Developed market equities, including U.S. technology stocks other than the so-called FAANG group, are expected to outperform next year, the global head of multi-asset at PineBridge Investments said.
The ‘FAANG’ group includes Facebook, Apple, Amazon, Netflix and Google-parent Alphabet.
Higher vaccination rates, an impending turnaround in the automotive industry driven by a return of chips’ supply, and a new prime minister also be positive for Japan, Michael Kelly told the Reuters Global Markets Forum on Monday.
“Japan is a new love of ours,” he said.
Kelly expects a mild correction in equity markets from now until the end of the year, with the first half of 2022 being tough for all asset classes.

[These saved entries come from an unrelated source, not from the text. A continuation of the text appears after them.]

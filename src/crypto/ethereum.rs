use crate::error::{AuthError, Result};
use easy_hasher::easy_hasher::raw_keccak256;
use std::{fmt, str::FromStr};

/// Length in bytes of an address
pub const ADDRESS_LEN: usize = 20;

/// Length in bytes of an uncompressed SEC1 public key (`0x04 || X || Y`)
pub const UNCOMPRESSED_PUBLIC_KEY_LEN: usize = 65;

const PERSONAL_MESSAGE_PREFIX: &str = "\x19Ethereum Signed Message:\n";

/// Keccak-256 digest of `data`
pub fn keccak256(data: &[u8]) -> [u8; 32] {
    let hash = raw_keccak256(data.to_vec()).to_vec();
    let mut digest = [0u8; 32];
    digest.copy_from_slice(&hash);
    digest
}

/// Digest a wallet signs for EIP-191 `personal_sign`
///
/// `keccak256("\x19Ethereum Signed Message:\n" || len(message) || message)`,
/// with the length written in decimal.
pub fn personal_message_digest(message: &[u8]) -> [u8; 32] {
    let mut prefixed = format!("{}{}", PERSONAL_MESSAGE_PREFIX, message.len()).into_bytes();
    prefixed.extend_from_slice(message);
    keccak256(&prefixed)
}

/// 20-byte identifier derived from a secp256k1 public key
///
/// The last 20 bytes of `keccak256(X || Y)` over the uncompressed key.
/// `Display` renders `0x` followed by lowercase hex.
#[derive(Clone, Copy, PartialEq, Eq, Hash)]
pub struct Address([u8; ADDRESS_LEN]);

impl Address {
    /// Derive the address of an uncompressed public key
    ///
    /// # Errors
    /// `InvalidPublicKey` if the key is not 65 bytes starting with `0x04`.
    pub fn from_public_key(uncompressed: &[u8]) -> Result<Self> {
        if uncompressed.len() != UNCOMPRESSED_PUBLIC_KEY_LEN {
            return Err(AuthError::InvalidPublicKey(format!(
                "expected {}-byte uncompressed public key, got {} bytes",
                UNCOMPRESSED_PUBLIC_KEY_LEN,
                uncompressed.len()
            )));
        }
        if uncompressed[0] != 0x04 {
            return Err(AuthError::InvalidPublicKey(format!(
                "expected uncompressed tag 0x04, got {:#04x}",
                uncompressed[0]
            )));
        }
        let mut key = [0u8; UNCOMPRESSED_PUBLIC_KEY_LEN];
        key.copy_from_slice(uncompressed);
        Ok(Self::from_uncompressed(&key))
    }

    /// Derive the address of a key already known to be in uncompressed form
    pub(crate) fn from_uncompressed(key: &[u8; UNCOMPRESSED_PUBLIC_KEY_LEN]) -> Self {
        let hash = keccak256(&key[1..]);
        let mut address = [0u8; ADDRESS_LEN];
        address.copy_from_slice(&hash[32 - ADDRESS_LEN..]);
        Self(address)
    }

    pub fn as_bytes(&self) -> &[u8; ADDRESS_LEN] {
        &self.0
    }

    /// EIP-55 mixed-case checksum rendering, for display only
    ///
    /// # Example
    /// ```rust
    /// use ecdsa_eth_auth::crypto::ethereum::Address;
    ///
    /// let address: Address = "0x5aaeb6053f3e94c9b9a09f33669435e7ef1beaed".parse().unwrap();
    /// assert_eq!(address.to_checksum(), "0x5aAeb6053F3E94C9b9A09f33669435E7Ef1BeAed");
    /// ```
    pub fn to_checksum(&self) -> String {
        let lower = hex::encode(self.0);
        let hash = keccak256(lower.as_bytes());
        let mut checksummed = String::with_capacity(2 + lower.len());
        checksummed.push_str("0x");
        for (i, c) in lower.chars().enumerate() {
            let nibble = if i % 2 == 0 {
                hash[i / 2] >> 4
            } else {
                hash[i / 2] & 0x0f
            };
            if nibble >= 8 {
                checksummed.push(c.to_ascii_uppercase());
            } else {
                checksummed.push(c);
            }
        }
        checksummed
    }

    /// Case-insensitive comparison against a textual address
    ///
    /// Plain lowercase string equality; checksum casing in `other` is neither
    /// required nor validated.
    pub fn matches(&self, other: &str) -> bool {
        addresses_match(&self.to_string(), other)
    }
}

impl From<[u8; ADDRESS_LEN]> for Address {
    fn from(bytes: [u8; ADDRESS_LEN]) -> Self {
        Self(bytes)
    }
}

impl fmt::Debug for Address {
    fn fmt(&self, f: &mut fmt::Formatter<'_>) -> fmt::Result {
        f.debug_tuple("Address").field(&self.to_string()).finish()
    }
}

impl fmt::Display for Address {
    fn fmt(&self, f: &mut fmt::Formatter<'_>) -> fmt::Result {
        write!(f, "0x{}", hex::encode(self.0))
    }
}

impl FromStr for Address {
    type Err = AuthError;

    /// Parses 40 hex characters, with or without a `0x` prefix, in any case
    fn from_str(s: &str) -> Result<Self> {
        let digits = s
            .strip_prefix("0x")
            .or_else(|| s.strip_prefix("0X"))
            .unwrap_or(s);
        let bytes = hex::decode(digits)
            .map_err(|e| AuthError::HexError(format!("Failed to decode address: {}", e)))?;
        let bytes: [u8; ADDRESS_LEN] = bytes.as_slice().try_into().map_err(|_| {
            AuthError::HexError(format!(
                "address must be {} bytes, got {}",
                ADDRESS_LEN,
                bytes.len()
            ))
        })?;
        Ok(Self(bytes))
    }
}

/// Compare two textual addresses case-insensitively
pub fn addresses_match(a: &str, b: &str) -> bool {
    a.to_lowercase() == b.to_lowercase()
}

#[cfg(test)]
mod tests {
    use super::*;
    use hex_literal::hex;

    // Uncompressed public key of the secret scalar 1 (the generator point G)
    const GENERATOR_UNCOMPRESSED: [u8; 65] = hex!(
        "04"
        "79be667ef9dcbbac55a06295ce870b07029bfcdb2dce28d959f2815b16f81798"
        "483ada7726a3c4655da4fbfc0e1108a8fd17b448a68554199c47d08ffb10d4b8"
    );

    #[test]
    fn test_keccak256() {
        assert_eq!(
            keccak256(b"hello world"),
            hex!("47173285a8d7341e5e972fc677286384f802f8ef42a5ec5f03bbfa254cb01fad")
        );
        assert_eq!(
            keccak256(b""),
            hex!("c5d2460186f7233c927e7db2dcc703c0e500b653ca82273b7bfad8045d85a470")
        );
    }

    #[test]
    fn test_address_from_public_key() {
        let address = Address::from_public_key(&GENERATOR_UNCOMPRESSED).unwrap();
        assert_eq!(address.to_string(), "0x7e5f4552091a69125d5dfcb7b8c2659029395bdf");
        assert_eq!(address.to_checksum(), "0x7E5F4552091A69125d5DfCb7b8C2659029395Bdf");
    }

    #[test]
    fn test_address_rejects_compressed_key() {
        let result = Address::from_public_key(&GENERATOR_UNCOMPRESSED[..33]);
        assert!(matches!(result, Err(AuthError::InvalidPublicKey(_))));

        let mut wrong_tag = GENERATOR_UNCOMPRESSED;
        wrong_tag[0] = 0x02;
        assert!(matches!(
            Address::from_public_key(&wrong_tag),
            Err(AuthError::InvalidPublicKey(_))
        ));

        assert!(matches!(
            Address::from_public_key(&[]),
            Err(AuthError::InvalidPublicKey(_))
        ));
    }

    #[test]
    fn test_parse_address() {
        let with_prefix: Address = "0x7E5F4552091A69125d5DfCb7b8C2659029395Bdf".parse().unwrap();
        let without_prefix: Address = "7e5f4552091a69125d5dfcb7b8c2659029395bdf".parse().unwrap();
        assert_eq!(with_prefix, without_prefix);

        assert!(matches!(
            "0x7e5f45".parse::<Address>(),
            Err(AuthError::HexError(_))
        ));
        assert!(matches!(
            "0xzz5f4552091a69125d5dfcb7b8c2659029395bdf".parse::<Address>(),
            Err(AuthError::HexError(_))
        ));
    }

    #[test]
    fn test_case_insensitive_match() {
        let address = Address::from_public_key(&GENERATOR_UNCOMPRESSED).unwrap();
        assert!(address.matches("0x7E5F4552091A69125d5DfCb7b8C2659029395Bdf"));
        assert!(address.matches("0X7E5F4552091A69125D5DFCB7B8C2659029395BDF"));
        // Wrong checksum casing is still a match
        assert!(address.matches("0x7e5F4552091A69125d5DfCb7b8C2659029395Bdf"));
        assert!(!address.matches("0x0000000000000000000000000000000000000000"));
        // No prefix normalisation: comparison is on the text as given
        assert!(!address.matches("7e5f4552091a69125d5dfcb7b8c2659029395bdf"));
    }

    #[test]
    fn test_personal_message_digest() {
        let expected = keccak256(b"\x19Ethereum Signed Message:\n9Some data");
        assert_eq!(personal_message_digest(b"Some data"), expected);
        assert_eq!(
            expected,
            hex!("1da44b586eb0729ff70a73c326926f6ed5a25f5b056e7f47fbc6e58d86871655")
        );
    }
}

A “confluence of headwinds,” including supply chain bottlenecks, growing energy shortage, and wage price spirals aided by central banks’ monetary policies, have begun creating a circle of “wagon trains around markets,” Kelly said.
PineBridge, which manages $133 billion in assets, is adjusting its portfolio from “early recovery, early cyclical beneficiaries ... towards a balance between some more sustainable growth allocations,” he said.
Preparing for a “slower, choppier flatness” as growth peaks and central banks begin withdrawing stimulus, Kelly said: “We’re still early enough with this in pent-up returns potential.”
Kelly was bullish on China despite the uncertainties caused by its recent regulatory changes, as it focuses on domestic consumption as well as foreign trade, specifically building up sectors essential to plug the deficits in global supply chains.
“They’re going to make the environment very conducive for investors who align themselves with those policies,” he said.
“If you’re comfortable sharpshooting within China ... there’s no reason to step back, they’re not going back to a planned economy.”